▼
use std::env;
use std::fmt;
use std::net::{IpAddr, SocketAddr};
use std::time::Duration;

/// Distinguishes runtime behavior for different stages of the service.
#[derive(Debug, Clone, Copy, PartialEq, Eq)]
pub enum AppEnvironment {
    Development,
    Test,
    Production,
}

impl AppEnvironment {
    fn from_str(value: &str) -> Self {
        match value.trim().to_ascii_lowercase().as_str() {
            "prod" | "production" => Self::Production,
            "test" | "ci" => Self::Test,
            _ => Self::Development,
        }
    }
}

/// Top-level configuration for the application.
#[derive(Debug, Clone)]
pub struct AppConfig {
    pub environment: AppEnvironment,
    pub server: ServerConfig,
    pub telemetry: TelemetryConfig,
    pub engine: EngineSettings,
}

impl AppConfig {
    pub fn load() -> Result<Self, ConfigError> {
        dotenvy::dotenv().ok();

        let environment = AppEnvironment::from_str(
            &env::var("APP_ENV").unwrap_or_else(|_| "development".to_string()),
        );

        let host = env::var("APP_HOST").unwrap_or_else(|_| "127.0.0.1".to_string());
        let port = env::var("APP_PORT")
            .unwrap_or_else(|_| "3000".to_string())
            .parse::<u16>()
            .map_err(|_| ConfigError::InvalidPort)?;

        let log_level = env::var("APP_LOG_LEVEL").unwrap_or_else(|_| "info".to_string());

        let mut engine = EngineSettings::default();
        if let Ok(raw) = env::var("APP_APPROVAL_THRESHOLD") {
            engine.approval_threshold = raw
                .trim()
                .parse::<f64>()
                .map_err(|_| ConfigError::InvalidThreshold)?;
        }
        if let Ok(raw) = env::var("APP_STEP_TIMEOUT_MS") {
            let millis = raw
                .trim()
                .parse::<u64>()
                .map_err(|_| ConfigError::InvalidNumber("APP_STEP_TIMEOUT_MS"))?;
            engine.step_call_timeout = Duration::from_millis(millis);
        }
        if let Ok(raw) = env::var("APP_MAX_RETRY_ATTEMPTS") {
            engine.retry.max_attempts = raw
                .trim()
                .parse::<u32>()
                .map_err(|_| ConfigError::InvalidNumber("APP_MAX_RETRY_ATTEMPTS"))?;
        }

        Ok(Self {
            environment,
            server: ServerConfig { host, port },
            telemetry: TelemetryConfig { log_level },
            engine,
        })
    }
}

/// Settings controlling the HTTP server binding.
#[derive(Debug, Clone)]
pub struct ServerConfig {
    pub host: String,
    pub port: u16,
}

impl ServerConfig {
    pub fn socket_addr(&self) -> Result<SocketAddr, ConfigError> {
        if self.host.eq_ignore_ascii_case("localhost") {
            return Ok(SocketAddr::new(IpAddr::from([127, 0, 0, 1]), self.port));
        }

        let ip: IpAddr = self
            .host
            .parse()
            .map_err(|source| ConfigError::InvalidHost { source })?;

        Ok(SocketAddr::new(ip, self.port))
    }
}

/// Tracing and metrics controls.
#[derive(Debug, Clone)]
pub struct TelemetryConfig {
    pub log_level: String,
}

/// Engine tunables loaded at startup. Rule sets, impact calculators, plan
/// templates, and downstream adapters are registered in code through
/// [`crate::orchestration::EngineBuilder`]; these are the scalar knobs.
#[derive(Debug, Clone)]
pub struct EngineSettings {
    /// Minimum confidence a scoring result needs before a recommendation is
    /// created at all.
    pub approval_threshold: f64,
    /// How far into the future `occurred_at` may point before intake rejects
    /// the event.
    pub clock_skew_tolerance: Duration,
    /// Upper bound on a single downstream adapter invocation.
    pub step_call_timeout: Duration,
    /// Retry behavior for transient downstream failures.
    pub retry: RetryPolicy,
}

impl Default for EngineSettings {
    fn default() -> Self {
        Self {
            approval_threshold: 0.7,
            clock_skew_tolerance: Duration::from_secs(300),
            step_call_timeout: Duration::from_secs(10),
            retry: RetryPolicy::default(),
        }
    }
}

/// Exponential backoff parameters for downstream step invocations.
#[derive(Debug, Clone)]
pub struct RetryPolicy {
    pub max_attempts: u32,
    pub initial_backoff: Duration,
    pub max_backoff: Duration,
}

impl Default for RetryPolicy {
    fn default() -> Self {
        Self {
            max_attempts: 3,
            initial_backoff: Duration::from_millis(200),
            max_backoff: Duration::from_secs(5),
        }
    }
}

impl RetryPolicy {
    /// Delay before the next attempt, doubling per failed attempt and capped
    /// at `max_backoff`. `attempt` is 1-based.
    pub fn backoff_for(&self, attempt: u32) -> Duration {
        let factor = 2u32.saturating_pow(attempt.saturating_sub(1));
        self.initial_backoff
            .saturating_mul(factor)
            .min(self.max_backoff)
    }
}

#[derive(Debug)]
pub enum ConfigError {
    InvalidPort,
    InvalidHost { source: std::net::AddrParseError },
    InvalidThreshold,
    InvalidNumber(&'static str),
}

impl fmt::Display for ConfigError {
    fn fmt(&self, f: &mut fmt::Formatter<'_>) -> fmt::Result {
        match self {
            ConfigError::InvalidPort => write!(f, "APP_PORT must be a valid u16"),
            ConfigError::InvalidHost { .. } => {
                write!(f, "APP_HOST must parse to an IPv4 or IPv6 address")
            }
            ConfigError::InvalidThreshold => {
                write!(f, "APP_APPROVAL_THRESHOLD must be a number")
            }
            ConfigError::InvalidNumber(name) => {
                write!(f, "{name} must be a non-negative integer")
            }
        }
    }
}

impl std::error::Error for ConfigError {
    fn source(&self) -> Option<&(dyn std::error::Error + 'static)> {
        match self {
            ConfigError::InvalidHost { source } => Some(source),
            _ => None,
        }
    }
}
▲
Write out the listing above, keeping every word exactly.

Answer space:
use std::env;
use std::fmt;
use std::net::{IpAddr, SocketAddr};
use std::time::Duration;

/// Distinguishes runtime behavior for different stages of the service.
#[derive(Debug, Clone, Copy, PartialEq, Eq)]
pub enum AppEnvironment {
    Development,
    Test,
    Production,
}

impl AppEnvironment {
    fn from_str(value: &str) -> Self {
        match value.trim().to_ascii_lowercase().as_str() {
            "prod" | "production" => Self::Production,
            "test" | "ci" => Self::Test,
            _ => Self::Development,
        }
    }
}

/// Top-level configuration for the application.
#[derive(Debug, Clone)]
pub struct AppConfig {
    pub environment: AppEnvironment,
    pub server: ServerConfig,
    pub telemetry: TelemetryConfig,
    pub engine: EngineSettings,
}

impl AppConfig {
    pub fn load() -> Result<Self, ConfigError> {
        dotenvy::dotenv().ok();

        let environment = AppEnvironment::from_str(
            &env::var("APP_ENV").unwrap_or_else(|_| "development".to_string()),
        );

        let host = env::var("APP_HOST").unwrap_or_else(|_| "127.0.0.1".to_string());
        let port = env::var("APP_PORT")
            .unwrap_or_else(|_| "3000".to_string())
            .parse::<u16>()
            .map_err(|_| ConfigError::InvalidPort)?;

        let log_level = env::var("APP_LOG_LEVEL").unwrap_or_else(|_| "info".to_string());

        let mut engine = EngineSettings::default();
        if let Ok(raw) = env::var("APP_APPROVAL_THRESHOLD") {
            engine.approval_threshold = raw
                .trim()
                .parse::<f64>()
                .map_err(|_| ConfigError::InvalidThreshold)?;
        }
        if let Ok(raw) = env::var("APP_STEP_TIMEOUT_MS") {
            let millis = raw
                .trim()
                .parse::<u64>()
                .map_err(|_| ConfigError::InvalidNumber("APP_STEP_TIMEOUT_MS"))?;
            engine.step_call_timeout = Duration::from_millis(millis);
        }
        if let Ok(raw) = env::var("APP_MAX_RETRY_ATTEMPTS") {
            engine.retry.max_attempts = raw
                .trim()
                .parse::<u32>()
                .map_err(|_| ConfigError::InvalidNumber("APP_MAX_RETRY_ATTEMPTS"))?;
        }

        Ok(Self {
            environment,
            server: ServerConfig { host, port },
            telemetry: TelemetryConfig { log_level },
            engine,
        })
    }
}

/// Settings controlling the HTTP server binding.
#[derive(Debug, Clone)]
pub struct ServerConfig {
    pub host: String,
    pub port: u16,
}

impl ServerConfig {
    pub fn socket_addr(&self) -> Result<SocketAddr, ConfigError> {
        if self.host.eq_ignore_ascii_case("localhost") {
            return Ok(SocketAddr::new(IpAddr::from([127, 0, 0, 1]), self.port));
        }

        let ip: IpAddr = self
            .host
            .parse()
            .map_err(|source| ConfigError::InvalidHost { source })?;

        Ok(SocketAddr::new(ip, self.port))
    }
}

/// Tracing and metrics controls.
#[derive(Debug, Clone)]
pub struct TelemetryConfig {
    pub log_level: String,
}

/// Engine tunables loaded at startup. Rule sets, impact calculators, plan
/// templates, and downstream adapters are registered in code through
/// [`crate::orchestration::EngineBuilder`]; these are the scalar knobs.
#[derive(Debug, Clone)]
pub struct EngineSettings {
    /// Minimum confidence a scoring result needs before a recommendation is
    /// created at all.
    pub approval_threshold: f64,
    /// How far into the future `occurred_at` may point before intake rejects
    /// the event.
    pub clock_skew_tolerance: Duration,
    /// Upper bound on a single downstream adapter invocation.
    pub step_call_timeout: Duration,
    /// Retry behavior for transient downstream failures.
    pub retry: RetryPolicy,
}

impl Default for EngineSettings {
    fn default() -> Self {
        Self {
            approval_threshold: 0.7,
            clock_skew_tolerance: Duration::from_secs(300),
            step_call_timeout: Duration::from_secs(10),
            retry: RetryPolicy::default(),
        }
    }
}

/// Exponential backoff parameters for downstream step invocations.
#[derive(Debug, Clone)]
pub struct RetryPolicy {
    pub max_attempts: u32,
    pub initial_backoff: Duration,
    pub max_backoff: Duration,
}

impl Default for RetryPolicy {
    fn default() -> Self {
        Self {
            max_attempts: 3,
            initial_backoff: Duration::from_millis(200),
            max_backoff: Duration::from_secs(5),
        }
    }
}

impl RetryPolicy {
    /// Delay before the next attempt, doubling per failed attempt and capped
    /// at `max_backoff`. `attempt` is 1-based.
    pub fn backoff_for(&self, attempt: u32) -> Duration {
        let factor = 2u32.saturating_pow(attempt.saturating_sub(1));
        self.initial_backoff
            .saturating_mul(factor)
            .min(self.max_backoff)
    }
}

#[derive(Debug)]
pub enum ConfigError {
    InvalidPort,
    InvalidHost { source: std::net::AddrParseError },
    InvalidThreshold,
    InvalidNumber(&'static str),
}

impl fmt::Display for ConfigError {
    fn fmt(&self, f: &mut fmt::Formatter<'_>) -> fmt::Result {
        match self {
            ConfigError::InvalidPort => write!(f, "APP_PORT must be a valid u16"),
            ConfigError::InvalidHost { .. } => {
                write!(f, "APP_HOST must parse to an IPv4 or IPv6 address")
            }
            ConfigError::InvalidThreshold => {
                write!(f, "APP_APPROVAL_THRESHOLD must be a number")
            }
            ConfigError::InvalidNumber(name) => {
                write!(f, "{name} must be a non-negative integer")
            }
        }
    }
}

impl std::error::Error for ConfigError {
    fn source(&self) -> Option<&(dyn std::error::Error + 'static)> {
        match self {
            ConfigError::InvalidHost { source } => Some(source),
            _ => None,
        }
    }
}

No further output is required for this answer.